#### [Aim of the task]
Print nothing but the lines below starting at the line that holds "Update an entity by ID" and ending at the line that holds "the acting user and timestamp", including both, each exactly as written.

────────────────────────────────────────

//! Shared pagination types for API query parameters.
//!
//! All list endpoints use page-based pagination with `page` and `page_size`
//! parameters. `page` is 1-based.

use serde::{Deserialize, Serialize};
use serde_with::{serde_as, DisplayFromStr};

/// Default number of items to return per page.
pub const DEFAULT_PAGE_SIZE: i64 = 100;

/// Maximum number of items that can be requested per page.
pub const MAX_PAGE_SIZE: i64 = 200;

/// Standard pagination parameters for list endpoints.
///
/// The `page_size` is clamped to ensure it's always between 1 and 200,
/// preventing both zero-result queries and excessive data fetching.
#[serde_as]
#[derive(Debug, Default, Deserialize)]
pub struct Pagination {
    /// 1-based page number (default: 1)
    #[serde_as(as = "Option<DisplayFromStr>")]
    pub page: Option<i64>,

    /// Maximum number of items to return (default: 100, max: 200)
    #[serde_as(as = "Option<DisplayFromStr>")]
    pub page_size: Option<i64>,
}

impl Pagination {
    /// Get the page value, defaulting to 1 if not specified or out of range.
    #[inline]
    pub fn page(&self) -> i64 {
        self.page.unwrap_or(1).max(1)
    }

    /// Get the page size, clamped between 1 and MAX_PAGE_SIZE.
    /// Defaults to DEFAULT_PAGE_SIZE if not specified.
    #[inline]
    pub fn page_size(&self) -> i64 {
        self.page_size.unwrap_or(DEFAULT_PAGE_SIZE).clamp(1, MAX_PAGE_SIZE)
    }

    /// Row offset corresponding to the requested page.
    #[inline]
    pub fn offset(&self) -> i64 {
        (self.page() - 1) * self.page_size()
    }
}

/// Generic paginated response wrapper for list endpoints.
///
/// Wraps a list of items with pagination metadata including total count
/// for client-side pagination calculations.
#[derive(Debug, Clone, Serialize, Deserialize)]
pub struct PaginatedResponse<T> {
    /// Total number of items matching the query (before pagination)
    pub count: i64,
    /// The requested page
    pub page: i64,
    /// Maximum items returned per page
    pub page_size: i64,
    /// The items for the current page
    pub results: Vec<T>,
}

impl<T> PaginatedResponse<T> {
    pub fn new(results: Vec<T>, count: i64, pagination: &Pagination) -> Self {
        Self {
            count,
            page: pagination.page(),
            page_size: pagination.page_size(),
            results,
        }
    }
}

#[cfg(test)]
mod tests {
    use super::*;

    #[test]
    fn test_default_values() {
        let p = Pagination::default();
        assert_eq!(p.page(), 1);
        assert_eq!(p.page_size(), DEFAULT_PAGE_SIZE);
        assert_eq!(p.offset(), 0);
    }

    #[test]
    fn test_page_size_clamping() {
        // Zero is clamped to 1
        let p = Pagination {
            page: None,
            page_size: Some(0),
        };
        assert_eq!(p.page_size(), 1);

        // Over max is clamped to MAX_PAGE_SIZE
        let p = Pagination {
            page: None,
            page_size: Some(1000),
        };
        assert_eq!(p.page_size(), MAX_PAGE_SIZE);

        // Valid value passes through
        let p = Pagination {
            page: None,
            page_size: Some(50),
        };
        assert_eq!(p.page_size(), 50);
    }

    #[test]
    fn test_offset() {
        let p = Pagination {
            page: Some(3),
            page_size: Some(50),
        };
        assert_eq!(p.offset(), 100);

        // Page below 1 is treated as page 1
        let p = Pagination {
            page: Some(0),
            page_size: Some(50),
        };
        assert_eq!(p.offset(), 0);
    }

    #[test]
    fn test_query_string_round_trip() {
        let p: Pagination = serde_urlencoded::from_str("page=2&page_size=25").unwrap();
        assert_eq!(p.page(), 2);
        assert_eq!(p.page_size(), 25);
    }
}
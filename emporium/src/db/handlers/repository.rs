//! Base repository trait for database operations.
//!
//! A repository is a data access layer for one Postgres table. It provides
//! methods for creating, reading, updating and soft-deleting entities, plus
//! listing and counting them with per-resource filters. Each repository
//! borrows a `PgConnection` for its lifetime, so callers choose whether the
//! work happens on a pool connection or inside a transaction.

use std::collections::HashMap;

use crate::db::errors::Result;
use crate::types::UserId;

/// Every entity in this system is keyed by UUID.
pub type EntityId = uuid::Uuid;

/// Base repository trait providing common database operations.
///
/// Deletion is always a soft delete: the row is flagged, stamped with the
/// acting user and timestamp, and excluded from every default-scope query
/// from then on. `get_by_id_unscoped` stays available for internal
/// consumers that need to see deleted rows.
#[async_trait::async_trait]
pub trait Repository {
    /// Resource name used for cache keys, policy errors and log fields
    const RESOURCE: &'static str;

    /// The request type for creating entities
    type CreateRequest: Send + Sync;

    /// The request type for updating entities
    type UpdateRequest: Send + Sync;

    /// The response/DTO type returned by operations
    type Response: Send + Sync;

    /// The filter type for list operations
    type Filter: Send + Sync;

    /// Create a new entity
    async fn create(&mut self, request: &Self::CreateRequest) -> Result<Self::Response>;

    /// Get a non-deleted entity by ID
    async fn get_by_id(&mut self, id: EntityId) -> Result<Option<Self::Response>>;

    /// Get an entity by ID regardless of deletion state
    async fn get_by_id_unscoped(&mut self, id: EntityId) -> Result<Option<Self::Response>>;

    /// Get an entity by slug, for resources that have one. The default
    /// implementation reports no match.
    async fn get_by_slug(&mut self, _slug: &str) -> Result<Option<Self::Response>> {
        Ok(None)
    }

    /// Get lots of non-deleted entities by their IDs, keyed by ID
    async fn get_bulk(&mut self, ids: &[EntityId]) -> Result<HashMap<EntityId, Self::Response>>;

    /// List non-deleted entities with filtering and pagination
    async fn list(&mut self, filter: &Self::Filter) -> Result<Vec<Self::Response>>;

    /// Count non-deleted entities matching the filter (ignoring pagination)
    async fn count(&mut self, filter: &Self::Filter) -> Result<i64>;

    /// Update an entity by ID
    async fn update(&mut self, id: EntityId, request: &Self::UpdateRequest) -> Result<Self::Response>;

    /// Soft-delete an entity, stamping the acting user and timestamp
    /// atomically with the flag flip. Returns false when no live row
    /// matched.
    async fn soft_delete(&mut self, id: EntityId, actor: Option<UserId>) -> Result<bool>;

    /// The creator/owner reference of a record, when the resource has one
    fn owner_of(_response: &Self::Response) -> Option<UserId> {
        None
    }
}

────────────────────────────────────────

#### [Exercise result]
    /// Update an entity by ID
    async fn update(&mut self, id: EntityId, request: &Self::UpdateRequest) -> Result<Self::Response>;

    /// Soft-delete an entity, stamping the acting user and timestamp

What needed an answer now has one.